If a line in the entries includes "tuning", show that line.
Content starts
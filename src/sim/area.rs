//! Expanding area effects
//!
//! Every flavor follows the same law: the collision radius grows linearly
//! from zero to `max_radius` over `duration`, then the effect deactivates.
//! Damaging effects hit every enemy inside the radius on every active step;
//! there is no per-target hit memory.

use glam::Vec3;
use serde::{Deserialize, Serialize};

use super::entity::{Body, Entity, EntityId, Visual};
use crate::platform::{Platform, VisualKind};
use crate::tuning::{AreaFlavorTuning, AreaTuning};

#[derive(Debug, Clone, Copy, PartialEq, Eq, Serialize, Deserialize)]
pub enum AreaFlavor {
    /// The player's burst ability (two visual layers)
    Plasma,
    /// Left behind by an enemy that was shot down
    Kinetic,
    /// Left behind by a self-detonation
    Explosion,
}

impl AreaFlavor {
    pub fn tuning<'a>(&self, area: &'a AreaTuning) -> &'a AreaFlavorTuning {
        match self {
            AreaFlavor::Plasma => &area.plasma,
            AreaFlavor::Kinetic => &area.shot,
            AreaFlavor::Explosion => &area.explosion,
        }
    }
}

/// Radius of an effect `elapsed` seconds after it started
#[inline]
pub fn radius_at(elapsed: f32, duration: f32, max_radius: f32) -> f32 {
    (elapsed / duration).clamp(0.0, 1.0) * max_radius
}

#[derive(Debug)]
pub struct AreaEffect {
    pub id: EntityId,
    pub flavor: AreaFlavor,
    /// Center plus current radius
    pub body: Body,
    pub elapsed: f32,
    pub duration: f32,
    pub max_radius: f32,
    pub damage: i32,
    pub visual: Visual,
    active: bool,
}

impl AreaEffect {
    pub fn spawn(
        id: EntityId,
        flavor: AreaFlavor,
        center: Vec3,
        tuning: &AreaTuning,
        platform: &mut Platform<'_>,
    ) -> Self {
        let t = flavor.tuning(tuning);
        let visual = match flavor {
            AreaFlavor::Plasma => {
                let mut v = Visual::create(platform, VisualKind::PlasmaCore, center, t.color);
                v.add_layer(platform, VisualKind::PlasmaArcs, center, t.color);
                v
            }
            AreaFlavor::Kinetic => Visual::create(platform, VisualKind::KineticBurst, center, t.color),
            AreaFlavor::Explosion => Visual::create(platform, VisualKind::Explosion, center, t.color),
        };
        Self {
            id,
            flavor,
            body: Body::new(center, 0.0),
            elapsed: 0.0,
            duration: t.duration,
            max_radius: t.max_radius,
            damage: t.damage,
            visual,
            active: true,
        }
    }

    pub fn current_radius(&self) -> f32 {
        self.body.radius
    }

    /// Whether this effect takes part in the area damage pass
    pub fn is_damaging(&self) -> bool {
        self.active && self.damage > 0
    }

    pub fn update(&mut self, dt: f32) {
        if !self.active {
            return;
        }
        self.elapsed += dt;
        if self.elapsed >= self.duration {
            self.body.radius = self.max_radius;
            self.active = false;
        } else {
            self.body.radius = radius_at(self.elapsed, self.duration, self.max_radius);
        }
    }
}

impl Entity for AreaEffect {
    fn id(&self) -> EntityId {
        self.id
    }

    fn body(&self) -> &Body {
        &self.body
    }

    fn is_alive(&self) -> bool {
        self.active
    }

    fn visual_mut(&mut self) -> &mut Visual {
        &mut self.visual
    }
}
Content ends
- _Response below_:
use crate::tuning::{AreaFlavorTuning, AreaTuning};
    pub fn tuning<'a>(&self, area: &'a AreaTuning) -> &'a AreaFlavorTuning {
        tuning: &AreaTuning,
        let t = flavor.tuning(tuning);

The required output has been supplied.